Julia and her partner ended up buying a house in Santa Fe, New Mexico, in 2022, after making the move out there in December 2021. The median value of an owner-occupied home in New Mexico was $243,100 in 2022, compared to $715,900 in California, according to the Census Bureau’s American Community Survey. Even in pricier Santa Fe County, the median home value was $450,700 in 2022.

Julia and her partner had both independently been saving for a decade in hopes of being able to make a down payment someday. Even so, they looked for a house for a year during an incredibly competitive process — and were finally able to finagle a 5% mortgage rate. Rates have since shot up to around 6.6% as a result of the Federal Reserve’s war on inflation. She said that their current mortgage costs less than renting did in California.

“The odds are just so stacked against younger first-time home buyers right now. It’s a scary situation to see. I mean, we had to have everything work out absolutely perfectly, the exact right timing for it to work out for us,” Julia said. “It was hard, and it’s a little bit baffling to me because it shouldn’t be this impossible, whether we’re talking home ownership or finding a place that’s safe and healthy to rent.”

For Julia, being a homeowner has been a game changer: She started sleeping through the night for the first time in decades. She had no idea the impact that being in a stable place — one where they had say over the maintenance and repairs — would have on her nervous system.

“I know that that sort of anxiety is something that a lot of people in my generation live with,” she said. “I would love to see more of us feeling so secure that we were able to sleep through the night and not worry so much”
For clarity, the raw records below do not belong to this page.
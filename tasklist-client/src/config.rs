//! Transport configuration

use serde::{Deserialize, Serialize};
use std::time::Duration;
use tasklist_config::ClientConfig;

/// HTTP transport configuration
#[derive(Debug, Clone, Serialize, Deserialize)]
pub struct HttpTransportConfig {
    /// GraphQL endpoint
    pub endpoint: String,

    /// Request timeout
    pub timeout: Duration,

    /// User agent string
    pub user_agent: String,

    /// Whether to verify SSL certificates
    pub verify_ssl: bool,
}

impl HttpTransportConfig {
    pub fn new(endpoint: impl Into<String>) -> Self {
        Self {
            endpoint: endpoint.into(),
            ..Self::default()
        }
    }
}

impl Default for HttpTransportConfig {
    fn default() -> Self {
        ClientConfig::default().into()
    }
}

impl From<ClientConfig> for HttpTransportConfig {
    fn from(config: ClientConfig) -> Self {
        Self {
            endpoint: config.endpoint,
            timeout: config.timeout,
            user_agent: config.user_agent,
            verify_ssl: config.verify_ssl,
        }
    }
}
//! Offline transport with canned or computed responses
//!
//! Responses are keyed by operation name. Every request sent is recorded so
//! callers can assert on the exact document and variables that went out.

use crate::errors::ClientError;
use crate::transport::GraphqlTransport;
use crate::types::{GraphqlError, GraphqlRequest};
use parking_lot::Mutex;
use serde_json::Value as JsonValue;
use std::collections::HashMap;
use std::sync::Arc;
use tracing::debug;

type ResponseFn = dyn Fn(&GraphqlRequest) -> Result<JsonValue, ClientError> + Send + Sync;

#[derive(Clone)]
enum MockResponse {
    Data(JsonValue),
    Errors(Vec<GraphqlError>),
}

/// Transport that never touches the network
#[derive(Clone, Default)]
pub struct MockTransport {
    responses: Arc<Mutex<HashMap<String, MockResponse>>>,
    handler: Option<Arc<ResponseFn>>,
    requests: Arc<Mutex<Vec<GraphqlRequest>>>,
}

impl MockTransport {
    pub fn new() -> Self {
        Self::default()
    }

    /// Answer every request with a function of the request
    ///
    /// Canned responses registered with [`add_response`](Self::add_response)
    /// still take precedence.
    pub fn with_handler<F>(handler: F) -> Self
    where
        F: Fn(&GraphqlRequest) -> Result<JsonValue, ClientError> + Send + Sync + 'static,
    {
        Self {
            handler: Some(Arc::new(handler)),
            ..Self::default()
        }
    }

    /// Return `data` for requests with this operation name
    pub fn add_response(&self, operation_name: &str, data: JsonValue) {
        self.responses
            .lock()
            .insert(operation_name.to_string(), MockResponse::Data(data));
        debug!("Added GraphQL mock for '{}'", operation_name);
    }

    /// Fail requests with this operation name with a protocol error
    pub fn add_errors(&self, operation_name: &str, errors: Vec<GraphqlError>) {
        self.responses
            .lock()
            .insert(operation_name.to_string(), MockResponse::Errors(errors));
        debug!("Added GraphQL error mock for '{}'", operation_name);
    }

    /// Requests sent so far, oldest first
    pub fn requests(&self) -> Vec<GraphqlRequest> {
        self.requests.lock().clone()
    }

    /// The most recent request
    pub fn last_request(&self) -> Option<GraphqlRequest> {
        self.requests.lock().last().cloned()
    }

    pub fn clear(&self) {
        self.responses.lock().clear();
        self.requests.lock().clear();
    }
}

impl std::fmt::Debug for MockTransport {
    fn fmt(&self, f: &mut std::fmt::Formatter<'_>) -> std::fmt::Result {
        f.debug_struct("MockTransport")
            .field("responses", &self.responses.lock().len())
            .field("has_handler", &self.handler.is_some())
            .field("requests", &self.requests.lock().len())
            .finish()
    }
}

#[async_trait::async_trait]
impl GraphqlTransport for MockTransport {
    async fn send(&self, request: &GraphqlRequest) -> Result<JsonValue, ClientError> {
        self.requests.lock().push(request.clone());

        let name = request.display_name();
        let canned = self.responses.lock().get(name).cloned();

        match canned {
            Some(MockResponse::Data(data)) => {
                debug!("Found mock response for '{}'", name);
                Ok(data)
            }
            Some(MockResponse::Errors(errors)) => Err(ClientError::Protocol(errors)),
            None => match self.handler {
                Some(ref handler) => handler(request),
                None => {
                    debug!("No mock response found for '{}'", name);
                    Err(ClientError::NoMockResponse(name.to_string()))
                }
            },
        }
    }
}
With no “true public safety net” in the US, Julia said, she wanted to be sure that they had housing that would support them as they age. She’s observed the difference between being a lifelong renter and a homeowner, because she watched an elderly neighbor on a fixed income and a loved one face precarious renting situations. She believes that housing should be a human right – not a “get rich quick scheme.”

“I feel very little faith that our current systems will have my back or the backs of more vulnerable people as we age, get sick, or face economic challenges — owning a home means I have the start of a real safety net,” she said. “So much more needs to be done at a much larger scale to protect people who aren’t in a fortunate position to buy like we were. We got amazingly lucky on so many levels, but safe, stable housing shouldn’t depend on having those odds.”
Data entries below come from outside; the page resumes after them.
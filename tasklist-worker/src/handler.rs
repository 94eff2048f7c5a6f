use async_trait::async_trait;
use serde_json::{Map, Value as JsonValue};
use tokio_util::sync::CancellationToken;

use crate::error::JobError;
use crate::job::Job;

/// Output variables of a successful job
pub type JobResult = Map<String, JsonValue>;

/// Application logic for one job type
///
/// Handlers should watch `cancel` during long work and return
/// [`JobError::Cancelled`] once it fires. [`crate::execute_job`] enforces
/// this regardless: a handler still running when the token fires is dropped.
#[async_trait]
pub trait JobHandler: Send + Sync {
    /// Job type tag this handler is registered under
    fn job_type(&self) -> &str;

    async fn handle(&self, job: &Job, cancel: &CancellationToken) -> Result<JobResult, JobError>;
}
She also recognizes that there’s some animosity toward the people who move out of California into other states, especially as that might shift housing costs elsewhere. She also wishes people understood that their new Californian neighbors are dealing with similar financial pressures, and just trying to find a safe place to call home.

“I feel like what happened was a trap door in the universe opened up to get us out of a situation where we were never going to be able to buy a home,” she said. “We were never going to be able to comfortably retire. We weren’t going to be able to set up financial stability for ourselves in California.”